In this view, WabiSabiLabi has a not-for-free-disclosure policy, explicitly aiming to reward researchers. The only free information available to both vendors and public will be the general information on each piece of security research listed on the market place, which will be enough to understand the issues introduced by each security research, without disclosing any sensible technical detail.
However in a pure Swiss tradition of neutrality and given the fact that we don't own the intellectual properties of the submitted security researches, we let its owner decide if the vendor should be notified or not. This information will be included in the marketplace vulnerability description.

Q: What guarantees will you give me about the reliability of the security researches listed on the market place?
A: Full guarantee. Every piece of security research is carefully analyzed and replicated in our own laboratories and eventually implemented with our own complementary research material before being placed on the market place.

Q: How much do you pay for a zero day security research?
A: You don't sell to WabiSabiLabi". Rather you sell through it like any other institutional market exchange. WabiSabiLabi doesn't directly pay anything, rather we mediate a your sale/purchase on behalf of researchers by providing a secure market environment aimed to maximize the security researcher's reward, therefore we maintain:

- a Research Department
- a test-drive laboratory
- an transparent exchange platform
- a secure payment system

Security research will only be placed on the market place, only after being validated by our labs and being "dressed" with our complementary material and services. We will also help researchers to design the best business model (Such as: selling schemes, starting selling price etc.) in order to maximize the value creation.

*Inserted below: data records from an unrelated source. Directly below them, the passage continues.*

//! Driver registry and the driver-facing client surface.
//!
//! Drivers declare the device class they handle; the bus matches the
//! class against each Identified client's class list and binds the first
//! driver that matches. Everything a driver may do to its device goes
//! through [`ClientRef`], which is only valid for the duration of the
//! call that handed it over.

use std::sync::atomic::{AtomicUsize, Ordering};
use std::sync::{Arc, RwLock};

use gip_core::audio::FORMAT_CHAT_16KHZ;
use gip_core::identify::AudioFormatPair;
use gip_core::message::{
    audio_ctl, AudioControl, Announce, BatteryStatus, LedPayload, PowerMode, RumblePayload,
};
use gip_core::wire::cmd;
use zerocopy::AsBytes;

use crate::adapter::Adapter;
use crate::audio::AudioRing;
use crate::client::Client;
use crate::error::BusError;

/// Operations a device driver implements. All callbacks run under the
/// client's driver semaphore and must not block.
pub trait Driver: Send + Sync {
    /// Class string this driver binds to, e.g. "Windows.Xbox.Input.Gamepad".
    fn class_name(&self) -> &str;

    /// Called once when the driver is bound to a client. Failing the
    /// probe leaves the client unbound.
    fn probe(&self, _client: &ClientRef<'_>) -> Result<(), BusError> {
        Ok(())
    }

    /// Called once when the client goes away or the adapter shuts down.
    fn remove(&self, _client: &ClientRef<'_>) {}

    /// Gamepad input report (external command 0x20).
    fn input(&self, _client: &ClientRef<'_>, _data: &[u8]) {}

    /// Raw HID report passthrough.
    fn hid_report(&self, _client: &ClientRef<'_>, _data: &[u8]) {}

    /// Guide button state change.
    fn guide_button(&self, _client: &ClientRef<'_>, _pressed: bool) {}

    /// Battery fields from a status beacon.
    fn battery(&self, _client: &ClientRef<'_>, _status: BatteryStatus) {}

    /// Audio negotiation finished; the ring is live from here on.
    fn audio_ready(&self, _client: &ClientRef<'_>) {}

    /// Decoded PCM from the device.
    fn audio_samples(&self, _client: &ClientRef<'_>, _samples: &[u8]) {}
}

/// The driver registry shared by every adapter (wired adapters and each
/// dongle child alike). Also hands out adapter ids for device naming.
pub struct Bus {
    drivers: RwLock<Vec<Arc<dyn Driver>>>,
    next_adapter_id: AtomicUsize,
}

impl Bus {
    pub fn new() -> Arc<Self> {
        Arc::new(Self {
            drivers: RwLock::new(Vec::new()),
            next_adapter_id: AtomicUsize::new(0),
        })
    }

    pub fn register_driver(&self, driver: Arc<dyn Driver>) {
        tracing::debug!(class = driver.class_name(), "driver registered");
        self.drivers.write().unwrap().push(driver);
    }

    /// First registered driver whose class appears in `classes`.
    pub(crate) fn match_driver(&self, classes: &[String]) -> Option<Arc<dyn Driver>> {
        self.drivers
            .read()
            .unwrap()
            .iter()
            .find(|driver| classes.iter().any(|class| class == driver.class_name()))
            .cloned()
    }

    pub(crate) fn allocate_adapter_id(&self) -> usize {
        self.next_adapter_id.fetch_add(1, Ordering::Relaxed)
    }
}

/// Borrowed view of a client, valid for the duration of one driver call.
pub struct ClientRef<'a> {
    pub(crate) adapter: &'a Adapter,
    pub(crate) client: &'a Arc<Client>,
}

impl ClientRef<'_> {
    pub fn id(&self) -> u8 {
        self.client.id()
    }

    pub fn adapter_id(&self) -> usize {
        self.adapter.id()
    }

    pub fn announce(&self) -> Option<Announce> {
        self.client.announce()
    }

    pub fn class_names(&self) -> Vec<String> {
        self.client.class_names()
    }

    pub fn audio_formats(&self) -> Vec<AudioFormatPair> {
        self.client.audio_formats()
    }

    /// The outbound PCM ring for this client.
    pub fn audio_ring(&self) -> Arc<AudioRing> {
        self.client.audio_ring()
    }

    pub fn send_rumble(&self, rumble: &RumblePayload) -> Result<(), BusError> {
        self.adapter
            .send_external(self.client.id(), cmd::RUMBLE, rumble.as_bytes())
    }

    pub fn send_led(&self, mode: u8, brightness: u8) -> Result<(), BusError> {
        let led = LedPayload {
            reserved: 0,
            mode,
            brightness,
        };
        self.adapter
            .send_internal(self.client.id(), cmd::LED, led.as_bytes())
    }

    pub fn send_power(&self, mode: PowerMode) -> Result<(), BusError> {
        self.adapter
            .send_internal(self.client.id(), cmd::POWER, &[mode as u8])
    }

    /// Set device-side gain after negotiation.
    pub fn send_audio_volume(&self, inbound: u8, outbound: u8) -> Result<(), BusError> {
        let ctl = AudioControl::Volume { inbound, outbound };
        self.adapter
            .send_internal(self.client.id(), cmd::AUDIO_CONTROL, &ctl.build())
    }

    /// Propose an audio format pair. Chat headsets (the chat format on
    /// both directions) get the chat subcommand; everything else the
    /// regular one. The device answers with a volume subcommand to
    /// accept, or a counter-proposal the bus re-accepts.
    pub fn suggest_audio_format(&self, inbound: u8, outbound: u8) -> Result<(), BusError> {
        self.client.state.lock().unwrap().pending_audio = Some((inbound, outbound));
        let ctl = if inbound == FORMAT_CHAT_16KHZ && outbound == FORMAT_CHAT_16KHZ {
            AudioControl::FormatChat { inbound, outbound }
        } else {
            AudioControl::Format { inbound, outbound }
        };
        tracing::debug!(
            client = self.client.id(),
            subcommand = if matches!(ctl, AudioControl::FormatChat { .. }) {
                audio_ctl::FORMAT_CHAT
            } else {
                audio_ctl::FORMAT
            },
            inbound = format_args!("0x{inbound:02x}"),
            outbound = format_args!("0x{outbound:02x}"),
            "proposing audio format"
        );
        self.adapter
            .send_internal(self.client.id(), cmd::AUDIO_CONTROL, &ctl.build())
    }

    /// Kick off the per-client authentication handshake. Typically called
    /// from a driver's probe. A second call is a no-op.
    pub fn start_authentication(&self) {
        self.adapter.start_authentication(self.client);
    }
}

In a nutshell, the work of security researchers will be valued by the market itself. As it should be.

Q: What is your privacy policy?
A: You can find it here

Q: What is the Security Research submission procedure?
A: Procedure is:

- You let us know that you have a Security Research you want to submit, using the form in the website

- We send you an NDA in which we state that the Security Research intellectual property belongs to you

- You send us a detailed analysis about the Security Research and, if available, a PoC.

- If the Security Research result can be reproduced in our laboratory and we find it to be interesting we certify it and send you back a contract in which we discuss the starting price and the selling procedure with you.

- You send us back the contract, after you have signed it.

- We put the Security Research on our site for sale.

- Once it has been sold we take care about cashing from the buyer and turning the money to you ONLY on a verified personal bank account or a verified paypal account.

Q: What kind of vulnerabilities can I submit to your marketplace?
A: As a general principle you can submit any software vulnerability except proprietary web applications (no, we are not going to accept that XSS on googlemail). In the end the decision whether to publish or not anything will be at our own discretion.